Мать засадила Кайю до самого обеда с иголкой: подрубать простыни и штопать чулки. Готовиться к интернату. А между тем ей так не терпелось на берег!
- Как там наш отец при такой волне? - вздыхала мать.
А Кайя легкомысленно радовалась про себя: после шторма сколько всего набросает на песок!

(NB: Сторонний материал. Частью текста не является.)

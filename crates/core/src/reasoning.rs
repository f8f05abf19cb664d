use std::collections::{BTreeSet, VecDeque};

use async_trait::async_trait;
use serde::{Deserialize, Serialize};

use crate::domain::graph::{ContextEdge, ContextNode, DecisionTrace, EntityRef, NodeId};

/// Read side of the context graph storage.
#[async_trait]
pub trait GraphReader: Send + Sync {
    type Error: Send;

    async fn node_by_id(&self, id: &NodeId) -> Result<Option<ContextNode>, Self::Error>;

    async fn node_by_entity(&self, entity: &EntityRef)
        -> Result<Option<ContextNode>, Self::Error>;

    async fn edges_from(&self, id: &NodeId) -> Result<Vec<ContextEdge>, Self::Error>;

    async fn edges_to(&self, id: &NodeId) -> Result<Vec<ContextEdge>, Self::Error>;
}

#[derive(Clone, Debug, PartialEq, Serialize, Deserialize)]
pub struct ConnectedNode {
    pub node: ContextNode,
    /// Hop count from the root node.
    pub depth: usize,
    /// Every edge touching this node, outgoing first.
    pub edges: Vec<ContextEdge>,
}

#[derive(Clone, Debug, Default, PartialEq, Serialize, Deserialize)]
pub struct ReasoningChain {
    pub root: Option<ContextNode>,
    pub traces: Vec<DecisionTrace>,
    pub connected_nodes: Vec<ConnectedNode>,
}

impl ReasoningChain {
    pub fn is_empty(&self) -> bool {
        self.root.is_none() && self.traces.is_empty()
    }
}

/// Breadth-first walk over incoming and outgoing edges from `start`, up to
/// `max_depth` hops. Each node is emitted once, in visit order.
///
/// Nodes are marked visited when enqueued, so cycles and diamonds never
/// enqueue the same node twice. Edges pointing at missing nodes are kept on
/// the surviving endpoint but the missing node itself is skipped.
pub async fn connected_nodes<R>(
    reader: &R,
    start: &NodeId,
    max_depth: usize,
) -> Result<Vec<ConnectedNode>, R::Error>
where
    R: GraphReader + ?Sized,
{
    let mut visited = BTreeSet::from([start.clone()]);
    let mut queue = VecDeque::from([(start.clone(), 0usize)]);
    let mut ordered = Vec::new();

    while let Some((current, depth)) = queue.pop_front() {
        let Some(node) = reader.node_by_id(&current).await? else {
            continue;
        };

        let mut edges = reader.edges_from(&current).await?;
        let mut seen_edges = edges.iter().map(|edge| edge.id.clone()).collect::<BTreeSet<_>>();
        for edge in reader.edges_to(&current).await? {
            if seen_edges.insert(edge.id.clone()) {
                edges.push(edge);
            }
        }

        if depth < max_depth {
            for edge in &edges {
                if let Some(neighbor) = edge.other_end(&current) {
                    if visited.insert(neighbor.clone()) {
                        queue.push_back((neighbor.clone(), depth + 1));
                    }
                }
            }
        }

        ordered.push(ConnectedNode { node, depth, edges });
    }

    Ok(ordered)
}

#[cfg(test)]
mod tests {
    use std::collections::HashMap;
    use std::convert::Infallible;

    use async_trait::async_trait;
    use chrono::Utc;

    use super::{connected_nodes, GraphReader};
    use crate::domain::graph::{ContextEdge, ContextNode, EdgeId, EntityRef, NodeId};

    #[derive(Default)]
    struct FixtureGraph {
        nodes: HashMap<NodeId, ContextNode>,
        edges: Vec<ContextEdge>,
    }

    impl FixtureGraph {
        fn node(mut self, id: &str) -> Self {
            let node = ContextNode {
                id: NodeId(id.to_string()),
                node_type: "person".to_string(),
                entity_id: id.to_string(),
                label: id.to_uppercase(),
                summary: None,
                created_at: Utc::now(),
            };
            self.nodes.insert(node.id.clone(), node);
            self
        }

        fn edge(mut self, from: &str, to: &str) -> Self {
            self.edges.push(ContextEdge {
                id: EdgeId(format!("{from}->{to}-{}", self.edges.len())),
                from_node_id: NodeId(from.to_string()),
                to_node_id: NodeId(to.to_string()),
                edge_type: "references".to_string(),
                reasoning: None,
                weight: 1.0,
                created_at: Utc::now(),
            });
            self
        }
    }

    #[async_trait]
    impl GraphReader for FixtureGraph {
        type Error = Infallible;

        async fn node_by_id(&self, id: &NodeId) -> Result<Option<ContextNode>, Infallible> {
            Ok(self.nodes.get(id).cloned())
        }

        async fn node_by_entity(
            &self,
            entity: &EntityRef,
        ) -> Result<Option<ContextNode>, Infallible> {
            Ok(self
                .nodes
                .values()
                .find(|node| {
                    node.node_type == entity.entity_type && node.entity_id == entity.entity_id
                })
                .cloned())
        }

        async fn edges_from(&self, id: &NodeId) -> Result<Vec<ContextEdge>, Infallible> {
            Ok(self.edges.iter().filter(|edge| &edge.from_node_id == id).cloned().collect())
        }

        async fn edges_to(&self, id: &NodeId) -> Result<Vec<ContextEdge>, Infallible> {
            Ok(self.edges.iter().filter(|edge| &edge.to_node_id == id).cloned().collect())
        }
    }

    fn ids(nodes: &[super::ConnectedNode]) -> Vec<&str> {
        nodes.iter().map(|connected| connected.node.id.0.as_str()).collect()
    }

    #[tokio::test]
    async fn traversal_terminates_on_cycle_and_visits_each_node_once() {
        let graph = FixtureGraph::default().node("a").node("b").edge("a", "b").edge("b", "a");

        let nodes = connected_nodes(&graph, &NodeId("a".to_string()), 2).await.unwrap();

        assert_eq!(ids(&nodes), vec!["a", "b"]);
        assert_eq!(nodes[0].edges.len(), 2);
        assert_eq!(nodes[1].depth, 1);
    }

    #[tokio::test]
    async fn traversal_follows_incoming_edges_and_respects_depth() {
        let graph = FixtureGraph::default()
            .node("a")
            .node("b")
            .node("c")
            .node("d")
            .edge("b", "a")
            .edge("c", "b")
            .edge("d", "c");

        let nodes = connected_nodes(&graph, &NodeId("a".to_string()), 2).await.unwrap();

        assert_eq!(ids(&nodes), vec!["a", "b", "c"]);
        assert_eq!(nodes.iter().map(|node| node.depth).collect::<Vec<_>>(), vec![0, 1, 2]);
    }

    #[tokio::test]
    async fn depth_zero_returns_only_root_with_its_edges() {
        let graph = FixtureGraph::default().node("a").node("b").edge("a", "b");

        let nodes = connected_nodes(&graph, &NodeId("a".to_string()), 0).await.unwrap();

        assert_eq!(ids(&nodes), vec!["a"]);
        assert_eq!(nodes[0].edges.len(), 1);
    }

    #[tokio::test]
    async fn diamond_and_self_loop_do_not_duplicate() {
        let graph = FixtureGraph::default()
            .node("a")
            .node("b")
            .node("c")
            .node("d")
            .edge("a", "b")
            .edge("a", "c")
            .edge("b", "d")
            .edge("c", "d")
            .edge("d", "d");

        let nodes = connected_nodes(&graph, &NodeId("a".to_string()), 5).await.unwrap();

        assert_eq!(ids(&nodes), vec!["a", "b", "c", "d"]);
        let d = nodes.iter().find(|node| node.node.id.0 == "d").unwrap();
        assert_eq!(d.edges.len(), 3);
    }

    #[tokio::test]
    async fn dangling_edge_endpoint_is_skipped() {
        let graph = FixtureGraph::default().node("a").edge("a", "ghost");

        let nodes = connected_nodes(&graph, &NodeId("a".to_string()), 3).await.unwrap();

        assert_eq!(ids(&nodes), vec!["a"]);
    }
}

С привычной сосредоточенностью она опять шла вдоль гряды наносных водорослей, шагах в пяти от полосы отлива. Палкой переворачивала длинные змеистые стебли с хрупкими беловатыми суставчиками и коричнево-синими узкими листьями. Мелкие ракушки хрупали у нее под башмаком. Наметанный глаз сразу отвергал никчемное: коряги, изжеванные мощными челюстями моря, треугольные картонные пакеты из-под молока, которые перепрыгивали с волны на волну. Всякий обычный житейский хлам. Занесенную невесть откуда босоножку с пластиковым ремешком. Деревянный уполовник. Алюминиевую кастрюлю с отбитой ручкой.
Кайя как бы охраняла свой берег. Деловито и неусыпно. День за днем. Как пограничники. И остров ее становился ей все дороже.
Когда закончилось время летних каникул, ей уже не хотелось никогда отсюда уезжать. А дедушке она сказала:
- Знаешь, дедушка, мне кажется, я понимаю, что такое Родина. Даже если она становится такой маленькой, как плот, на котором плывешь. Все равно, она всегда с человеком.
- Может быть, и так, - отозвался дед.